Résultats du vote sur la corrida en Équateur
Rafael Correa, président de la République d'Équateu
Dix questions ont été posées au peuple, cinq ayant trait à des amendements constitutionnels, relevant d'un "référendum", et cinq ayant trait à des questions d'intérêt général, relevant d'une "Consultation Populaire".
"Approuvez-vous que le canton où vous résidez interdise les spectacles qui ont comme objectif de mettre un animal à mort ?"
Cette question pouvait apparaître comme bien secondaire par rapport à d'autres thèmes, comme les réformes de la justice ou la règlementation des médias. Pourtant, c'est sous la pression populaire que Rafael Correa l'avait insérée dans sa consultation et l'avait défendue. Et c'est une question qui a suscité des débats enflammés, preuve qu'elle a trait à des enjeux humains fondamentaux, ce que feint d'ignorer le ministère de la Culture français.

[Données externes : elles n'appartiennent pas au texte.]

//! Density-based clustering over integer points.
//!
//! Clustering runs in two phases, each cancellable and each reporting
//! progress after every point:
//!
//! 1. [`NeighborFinder`] populates every point's ε-neighborhood, using one
//!    of five interchangeable [`Strategy`] values (serial or parallel brute
//!    force, k-d tree, quadtree, four-way threaded quadtree).
//! 2. [`DbscanEngine`] reads those neighbor sets and partitions the points
//!    into clusters and noise for a given MinPts.
//!
//! Phase 1 depends only on ε and phase 2 only on MinPts, so sweeping MinPts
//! reruns phase 2 alone.
//!
//! ### DBSCAN
//!
//! Density-based clustering that can discover non-convex clusters and identify
//! outliers (noise points). DBSCAN does not require specifying the number of
//! clusters in advance.
//!
//! ## Usage
//!
//! ```rust
//! use dbscan_index::cluster::{Clustering, Dbscan, DbscanEngine, NeighborFinder, Strategy};
//! use dbscan_index::PointSet;
//!
//! let data = vec![
//!     vec![0, 0],
//!     vec![0, 1],
//!     vec![1, 0],
//!     vec![1, 1],
//!     vec![10, 10],
//! ];
//!
//! // One call: neighbors plus clustering.
//! let labels = Dbscan::new(2, 3).fit_predict(&data).unwrap();
//! assert_eq!(labels[..4], [0, 0, 0, 0]);
//! assert_eq!(labels[4], 1); // noise gets the trailing label
//!
//! // Two phases, reusing neighbor sets across MinPts values.
//! let mut points = PointSet::from_coords(data).unwrap();
//! NeighborFinder::new(Strategy::QuadTree).find(&mut points, 2).unwrap();
//! for min_pts in 1..=4 {
//!     let partition = DbscanEngine::new(min_pts).unwrap().cluster(&mut points).unwrap();
//!     assert_eq!(partition.n_points(), 5);
//! }
//! ```

mod dbscan;
mod neighbors;
mod params;
mod traits;

pub use dbscan::{ClusterPartition, Dbscan, DbscanEngine, DbscanExt, NOISE};
pub use neighbors::{NeighborFinder, Strategy};
pub use params::DbscanParams;
pub use traits::Clustering;
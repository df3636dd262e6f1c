//! Progress reporting and cooperative cancellation.
//!
//! Long runs (neighbor finding, clustering) report after every point and
//! check a [`CancelToken`] at the same checkpoints. Cancellation is a terminal
//! state, not an error: runs return [`RunStatus::Cancelled`].

use std::sync::atomic::{AtomicBool, Ordering};
use std::sync::Arc;

use crossbeam_channel::Sender;

/// Which phase a progress update belongs to.
#[derive(Debug, Clone, Copy, PartialEq, Eq, Hash)]
pub enum Stage {
    /// Populating neighbor sets.
    Neighbors,
    /// Partitioning points into clusters and noise.
    Clustering,
}

/// A progress update: `processed` of `total` points done in `stage`.
#[derive(Debug, Clone, Copy, PartialEq, Eq)]
pub struct Progress {
    /// Phase.
    pub stage: Stage,
    /// Points processed so far.
    pub processed: usize,
    /// Points in the run.
    pub total: usize,
}

impl Progress {
    /// Fraction done in `[0, 1]`. An empty run counts as done.
    pub fn fraction(&self) -> f64 {
        if self.total == 0 {
            1.0
        } else {
            self.processed as f64 / self.total as f64
        }
    }

    /// Whole percentage in `0..=100`.
    pub fn percent(&self) -> u8 {
        if self.total == 0 {
            return 100;
        }
        ((self.processed.min(self.total) * 100) / self.total) as u8
    }
}

/// Receiver of progress updates. Delivery may be asynchronous.
pub trait ProgressSink: Send + Sync {
    /// Record one update.
    fn report(&self, progress: Progress);
}

/// Discards every update.
#[derive(Debug, Clone, Copy, Default)]
pub struct NoProgress;

impl ProgressSink for NoProgress {
    fn report(&self, _progress: Progress) {}
}

impl ProgressSink for Sender<Progress> {
    fn report(&self, progress: Progress) {
        // A dropped receiver just means nobody is watching.
        let _ = self.send(progress);
    }
}

impl<F> ProgressSink for F
where
    F: Fn(Progress) + Send + Sync,
{
    fn report(&self, progress: Progress) {
        self(progress)
    }
}

/// Shared cancellation flag.
#[derive(Debug, Clone, Default)]
pub struct CancelToken(Arc<AtomicBool>);

impl CancelToken {
    /// A fresh, un-cancelled token.
    pub fn new() -> Self {
        Self::default()
    }

    /// Request cancellation. Idempotent.
    pub fn cancel(&self) {
        self.0.store(true, Ordering::Release);
    }

    /// Whether cancellation was requested.
    #[inline]
    pub fn is_cancelled(&self) -> bool {
        self.0.load(Ordering::Acquire)
    }
}

/// Terminal state of a run.
#[derive(Debug, Clone, PartialEq, Eq)]
pub enum RunStatus<T> {
    /// The run finished and produced `T`.
    Completed(T),
    /// The run stopped at a checkpoint after cancellation was requested.
    Cancelled,
}

impl<T> RunStatus<T> {
    /// True for [`RunStatus::Cancelled`].
    pub fn is_cancelled(&self) -> bool {
        matches!(self, RunStatus::Cancelled)
    }

    /// The completed value, if any.
    pub fn completed(self) -> Option<T> {
        match self {
            RunStatus::Completed(v) => Some(v),
            RunStatus::Cancelled => None,
        }
    }
}

/// Everything a run needs from its caller: where to report, and when to stop.
#[derive(Clone, Copy)]
pub struct RunContext<'a> {
    /// Progress destination.
    pub progress: &'a dyn ProgressSink,
    /// Cancellation flag.
    pub cancel: &'a CancelToken,
}

impl<'a> RunContext<'a> {
    /// Bundle a sink and a token.
    pub fn new(progress: &'a dyn ProgressSink, cancel: &'a CancelToken) -> Self {
        Self { progress, cancel }
    }

    #[inline]
    pub(crate) fn report(&self, stage: Stage, processed: usize, total: usize) {
        self.progress.report(Progress {
            stage,
            processed,
            total,
        });
    }

    #[inline]
    pub(crate) fn is_cancelled(&self) -> bool {
        self.cancel.is_cancelled()
    }
}
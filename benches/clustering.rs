use std::hint::black_box;

use criterion::{criterion_group, criterion_main, BenchmarkId, Criterion};
use dbscan_index::cluster::{DbscanEngine, NeighborFinder, Strategy};
use dbscan_index::index::{KdTree, QuadTree, SpatialIndex};
use dbscan_index::PointSet;
use rand::prelude::*;

fn random_points(n: usize, seed: u64) -> PointSet {
    let mut rng = StdRng::seed_from_u64(seed);
    let coords = (0..n)
        .map(|_| vec![rng.random_range(0..10_000), rng.random_range(0..10_000)])
        .collect();
    PointSet::from_coords(coords).unwrap()
}

fn bench_neighbors(c: &mut Criterion) {
    let mut group = c.benchmark_group("neighbors");
    group.sample_size(10);

    let base = random_points(4_000, 42);
    for strategy in Strategy::ALL {
        group.bench_with_input(BenchmarkId::new(strategy.name(), base.len()), &strategy, |b, &s| {
            let finder = NeighborFinder::new(s);
            b.iter_batched(
                || base.clone(),
                |mut points| {
                    finder.find(&mut points, 150).unwrap();
                    black_box(points)
                },
                criterion::BatchSize::LargeInput,
            )
        });
    }

    group.finish();
}

fn bench_range_queries(c: &mut Criterion) {
    let mut group = c.benchmark_group("range_query");

    let points = random_points(20_000, 7);
    let kd = KdTree::build(&points).unwrap();
    let quad = QuadTree::balanced(&points).unwrap();
    let probe = points.coords(dbscan_index::PointId(123)).to_vec();

    group.bench_function("kd_tree_r200", |b| b.iter(|| black_box(kd.range_search(&probe, 200, None))));
    group.bench_function("quadtree_r200", |b| b.iter(|| black_box(quad.range_search(&probe, 200, None))));
    group.bench_function("quadtree_concurrent_r200", |b| {
        b.iter(|| black_box(quad.range_search_concurrent(&probe, 200, None).unwrap()))
    });
    group.bench_function("kd_tree_nearest_16", |b| b.iter(|| black_box(kd.nearest(&probe, 16, None))));

    group.finish();
}

fn bench_cluster(c: &mut Criterion) {
    let mut points = random_points(20_000, 3);
    NeighborFinder::new(Strategy::KdTree).find(&mut points, 100).unwrap();

    c.bench_function("dbscan_engine_n20000_min4", |b| {
        let engine = DbscanEngine::new(4).unwrap();
        b.iter(|| black_box(engine.cluster(&mut points).unwrap()))
    });
}

criterion_group!(benches, bench_neighbors, bench_range_queries, bench_cluster);
criterion_main!(benches);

Le président Correa a gagné sa bataille : le décompte des votes des 11 millions d'électeurs (sur 14 millions d'habitants) s'est achevé le 19 mai au soir, et une majorité de "oui" l'a emporté sur les différentes questions. Par parenthèse, ce vote était obligatoire sous peine d'amende (sauf pour les plus de 65 ans), peut-être faudra-t-il en venir là en France...

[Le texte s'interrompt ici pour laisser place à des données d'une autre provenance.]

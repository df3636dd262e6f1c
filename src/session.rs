//! Background runs for interactive callers.
//!
//! A [`Session`] owns a point set and runs neighbor finding and clustering
//! on a background thread, so a UI or CLI thread can watch the
//! [`Progress`] stream and cancel at any time. Each run holds the point set
//! exclusively; a run started while another is in flight waits for it.
//!
//! [`Session::spawn_pipeline`] runs both phases on one thread: clustering
//! starts only once neighbor finding completed, and is skipped if it was
//! cancelled.

use std::io::BufRead;
use std::sync::Arc;
use std::thread::{self, JoinHandle};

use crossbeam_channel::{Receiver, Sender};
use parking_lot::{Mutex, RwLock, RwLockReadGuard};

use crate::cluster::{ClusterPartition, DbscanEngine, DbscanParams, NeighborFinder, Strategy};
use crate::error::{Error, Result};
use crate::index::{zorder_cmp, IndexShape, KdTree, QuadTree, SpatialIndex};
use crate::point::{load_points, NeighborState, PointSet};
use crate::progress::{CancelToken, Progress, RunContext, RunStatus};

/// Index layouts that [`Session::index_shape`] can measure.
#[derive(Debug, Clone, Copy, PartialEq, Eq, Hash)]
pub enum IndexKind {
    /// Balanced k-d tree.
    KdTree,
    /// Quadtree with points inserted in load order.
    QuadTreeArbitrary,
    /// Quadtree sorted by x then y, medians inserted first.
    QuadTreeBalanced,
    /// Quadtree with points inserted in z-order.
    QuadTreeZOrder,
}

/// A background run: progress stream, cancel switch, and final result.
pub struct RunHandle<T> {
    progress: Receiver<Progress>,
    cancel: CancelToken,
    thread: JoinHandle<Result<RunStatus<T>>>,
}

impl<T> RunHandle<T> {
    /// Progress updates, in the order the run produced them.
    pub fn progress(&self) -> &Receiver<Progress> {
        &self.progress
    }

    /// Ask the run to stop at its next checkpoint.
    pub fn cancel(&self) {
        self.cancel.cancel();
    }

    /// The token the run checks; cancelling it is the same as [`RunHandle::cancel`].
    pub fn cancel_token(&self) -> CancelToken {
        self.cancel.clone()
    }

    /// Whether the background thread has exited.
    pub fn is_finished(&self) -> bool {
        self.thread.is_finished()
    }

    /// Wait for the run to end.
    pub fn join(self) -> Result<RunStatus<T>> {
        self.thread
            .join()
            .map_err(|payload| Error::worker_failed("session run", payload))?
    }
}

/// Point set, parameters, and last partition, shared with background runs.
pub struct Session {
    points: Arc<RwLock<PointSet>>,
    partition: Arc<Mutex<Option<ClusterPartition>>>,
    params: DbscanParams,
    threads: Option<usize>,
}

impl Session {
    /// Start a session over `points`.
    pub fn new(points: PointSet, params: DbscanParams) -> Self {
        Self {
            points: Arc::new(RwLock::new(points)),
            partition: Arc::new(Mutex::new(None)),
            params,
            threads: None,
        }
    }

    /// Parse points from text (see [`crate::parse_points`]) and start a session.
    pub fn load<R: BufRead>(reader: R, params: DbscanParams) -> Result<Self> {
        Ok(Self::new(load_points(reader)?, params))
    }

    /// Run parallel strategies on a dedicated pool of `threads` workers.
    pub fn with_threads(mut self, threads: usize) -> Self {
        self.threads = Some(threads);
        self
    }

    /// Validate and apply new parameters.
    ///
    /// Neighbor sets stay valid if ε is unchanged; otherwise clustering will
    /// require a fresh neighbor-finding run.
    pub fn configure(&mut self, epsilon: i64, min_pts: i64) -> Result<()> {
        self.params = DbscanParams::new(epsilon, min_pts)?;
        log::debug!(
            "session configured: epsilon={}, min_pts={}",
            self.params.epsilon,
            self.params.min_pts
        );
        Ok(())
    }

    /// Current parameters.
    pub fn params(&self) -> DbscanParams {
        self.params
    }

    /// Number of points.
    pub fn size(&self) -> usize {
        self.points.read().len()
    }

    /// Read access to the points. Blocks while a run holds them.
    pub fn points(&self) -> RwLockReadGuard<'_, PointSet> {
        self.points.read()
    }

    /// The partition from the last completed clustering run, if still current.
    pub fn partition(&self) -> Option<ClusterPartition> {
        self.partition.lock().clone()
    }

    /// Clear neighbor sets, visited flags and the stored partition.
    pub fn reset(&self) {
        let mut points = self.points.write();
        points.reset_neighbors();
        points.reset_visited();
        self.partition.lock().take();
    }

    /// Build an index over the current points and measure it.
    pub fn index_shape(&self, kind: IndexKind) -> Result<IndexShape> {
        let points = self.points.read();
        Ok(match kind {
            IndexKind::KdTree => KdTree::build(&points)?.shape(),
            IndexKind::QuadTreeArbitrary => QuadTree::from_points(&points)?.shape(),
            IndexKind::QuadTreeBalanced => QuadTree::balanced(&points)?.shape(),
            IndexKind::QuadTreeZOrder => QuadTree::sorted_by(&points, zorder_cmp)?.shape(),
        })
    }

    fn finder(&self, strategy: Strategy) -> NeighborFinder {
        let finder = NeighborFinder::new(strategy);
        match self.threads {
            Some(n) => finder.with_threads(n),
            None => finder,
        }
    }

    fn spawn<T, F>(&self, name: &str, job: F) -> Result<RunHandle<T>>
    where
        T: Send + 'static,
        F: FnOnce(&Sender<Progress>, &CancelToken) -> Result<RunStatus<T>> + Send + 'static,
    {
        let (tx, rx) = crossbeam_channel::unbounded();
        let cancel = CancelToken::new();
        let token = cancel.clone();
        let thread = thread::Builder::new()
            .name(name.to_string())
            .spawn(move || job(&tx, &token))?;
        Ok(RunHandle {
            progress: rx,
            cancel,
            thread,
        })
    }

    /// Populate neighbor sets in the background with the current ε.
    pub fn spawn_neighbor_finding(&self, strategy: Strategy) -> Result<RunHandle<()>> {
        let points = Arc::clone(&self.points);
        let partition = Arc::clone(&self.partition);
        let finder = self.finder(strategy);
        let epsilon = self.params.epsilon;

        self.spawn("dbscan-neighbors", move |tx, token| {
            let mut points = points.write();
            partition.lock().take();
            finder.run(&mut points, epsilon, RunContext::new(tx, token))
        })
    }

    /// Cluster in the background with the current MinPts.
    ///
    /// The run fails with [`Error::NeighborsNotReady`] unless neighbor sets
    /// were completed for the current ε.
    pub fn spawn_clustering(&self) -> Result<RunHandle<ClusterPartition>> {
        let points = Arc::clone(&self.points);
        let partition = Arc::clone(&self.partition);
        let params = self.params;
        let engine = DbscanEngine::new(params.min_pts)?;

        self.spawn("dbscan-cluster", move |tx, token| {
            let mut points = points.write();
            cluster_locked(&mut points, &partition, engine, params, RunContext::new(tx, token))
        })
    }

    /// Neighbor finding followed by clustering on one background thread.
    pub fn spawn_pipeline(&self, strategy: Strategy) -> Result<RunHandle<ClusterPartition>> {
        let points = Arc::clone(&self.points);
        let partition = Arc::clone(&self.partition);
        let finder = self.finder(strategy);
        let params = self.params;
        let engine = DbscanEngine::new(params.min_pts)?;

        self.spawn("dbscan-pipeline", move |tx, token| {
            let mut points = points.write();
            partition.lock().take();
            let ctx = RunContext::new(tx, token);
            match finder.run(&mut points, params.epsilon, ctx)? {
                RunStatus::Cancelled => Ok(RunStatus::Cancelled),
                RunStatus::Completed(()) => cluster_locked(&mut points, &partition, engine, params, ctx),
            }
        })
    }
}

fn cluster_locked(
    points: &mut PointSet,
    partition: &Mutex<Option<ClusterPartition>>,
    engine: DbscanEngine,
    params: DbscanParams,
    ctx: RunContext<'_>,
) -> Result<RunStatus<ClusterPartition>> {
    partition.lock().take();
    if !points.is_empty() && points.neighbor_state() != (NeighborState::Ready { epsilon: params.epsilon }) {
        return Err(Error::NeighborsNotReady);
    }
    let status = engine.run(points, ctx)?;
    if let RunStatus::Completed(found) = &status {
        log::info!(
            "clustered {} points: {} clusters, {} noise",
            points.len(),
            found.n_clusters(),
            found.noise().len()
        );
        *partition.lock() = Some(found.clone());
    }
    Ok(status)
}

#[cfg(test)]
mod tests {
    use super::*;
    use crate::point::PointId;

    fn square_session() -> Session {
        let points = PointSet::from_coords(vec![vec![0, 0], vec![0, 1], vec![1, 0], vec![1, 1], vec![10, 10]]).unwrap();
        Session::new(points, DbscanParams::new(2, 3).unwrap())
    }

    #[test]
    fn test_pipeline() {
        let session = square_session();
        let handle = session.spawn_pipeline(Strategy::QuadTree).unwrap();
        let partition = handle.join().unwrap().completed().unwrap();
        assert_eq!(partition.n_clusters(), 1);
        assert_eq!(partition.noise(), &[PointId(4)]);
        assert_eq!(session.partition(), Some(partition));
    }

    #[test]
    fn test_clustering_before_neighbors_fails() {
        let session = square_session();
        let err = session.spawn_clustering().unwrap().join().unwrap_err();
        assert!(matches!(err, Error::NeighborsNotReady));
    }

    #[test]
    fn test_epsilon_change_invalidates_neighbors() {
        let mut session = square_session();
        session
            .spawn_neighbor_finding(Strategy::KdTree)
            .unwrap()
            .join()
            .unwrap();

        session.configure(2, 4).unwrap();
        assert!(session.spawn_clustering().unwrap().join().is_ok());

        session.configure(3, 3).unwrap();
        let err = session.spawn_clustering().unwrap().join().unwrap_err();
        assert!(matches!(err, Error::NeighborsNotReady));
    }

    #[test]
    fn test_configure_rejects_bad_params() {
        let mut session = square_session();
        assert!(session.configure(-1, 3).is_err());
        assert!(session.configure(2, 0).is_err());
        assert_eq!(session.params(), DbscanParams::new(2, 3).unwrap());
    }

    #[test]
    fn test_load_and_shapes() {
        let session = Session::load("0 0\n1 1\n2 2\n3 3\n4 4\n5 5\n6 6\n".as_bytes(), DbscanParams::default()).unwrap();
        assert_eq!(session.size(), 7);

        let chain = session.index_shape(IndexKind::QuadTreeArbitrary).unwrap();
        assert_eq!(chain.max_depth, 7);
        let balanced = session.index_shape(IndexKind::QuadTreeBalanced).unwrap();
        assert_eq!(balanced.max_depth, 3);
        assert_eq!(session.index_shape(IndexKind::KdTree).unwrap().size, 7);
        assert_eq!(session.index_shape(IndexKind::QuadTreeZOrder).unwrap().size, 7);
    }

    #[test]
    fn test_reset_clears_partition() {
        let session = square_session();
        session.spawn_pipeline(Strategy::BruteForce).unwrap().join().unwrap();
        assert!(session.partition().is_some());
        session.reset();
        assert!(session.partition().is_none());
        assert_eq!(session.points().neighbor_state(), NeighborState::Stale);
    }
}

La question 8 sur les corridas ne fait pas l'objet de résultats officiels nationaux, pour la raison qu'elle était posée canton par canton. L'Équateur comprend 24 provinces, à leur tour divisées en cantons, le nombre total de ceux-ci s'élevant à plus de 220.
En fait, l'analyse des résultats montre que dans une zone donnée, le "oui" ou le non" l'emporte généralement pour l'ensemble des questions. Cette consultation avait valeur plébiscitaire, au sens de vote de confiance. Ce qui fait que le "oui" à la suppression des corridas se retrouve dans les cantons où le "oui" l'emporte pour les autres questions, et inversement (à l'exception du canton de Valencia).

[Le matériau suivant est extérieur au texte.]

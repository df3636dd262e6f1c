//! Density clustering over integer points with spatial neighbor indexes.
//!
//! `dbscan-index` clusters points in k-dimensional integer space with DBSCAN.
//! The expensive part of DBSCAN is neighbor discovery, so the crate provides
//! two spatial indexes to answer "all points within ε of p" well below
//! O(n²):
//!
//! - [`index`]: a balanced k-d tree (range and k-nearest queries) and a
//!   point-region quadtree (range queries, optionally four-way concurrent).
//! - [`cluster`]: the neighbor finder (five strategies) and the DBSCAN engine.
//! - [`session`]: background runs with a progress stream and cancellation.
//!
//! Coordinates are `i32` and all distance comparisons are made on squared
//! integer distances, so results do not depend on floating-point rounding.

#![forbid(unsafe_code)]

pub mod cluster;
pub mod error;
pub mod index;
pub mod point;
pub mod progress;
pub mod session;

pub use cluster::{
    ClusterPartition, Clustering, Dbscan, DbscanEngine, DbscanExt, DbscanParams, NeighborFinder,
    Strategy, NOISE,
};
pub use error::{Error, Result};
pub use index::{IndexShape, KdTree, QuadTree, SpatialIndex};
pub use point::{load_points, load_points_file, parse_points, NeighborState, Point, PointId, PointSet};
pub use progress::{CancelToken, NoProgress, Progress, ProgressSink, RunContext, RunStatus, Stage};
pub use session::{IndexKind, RunHandle, Session};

L'analyse des résultats est la suivante. L'Équateur comprend 3 grandes régions : d'Est en Ouest, ce sont la région amazonienne, la région andine, et la région littorale. Vient s'y ajouter l'archipel des Galapagos.
Les 6 provinces amazoniennes (Est) sont plutôt opposées au président Correa, et ont voté "non" à la suppression des corridas (36 cantons sur 41). La population y est peu dense (489 000 électeurs) et les arènes très rares.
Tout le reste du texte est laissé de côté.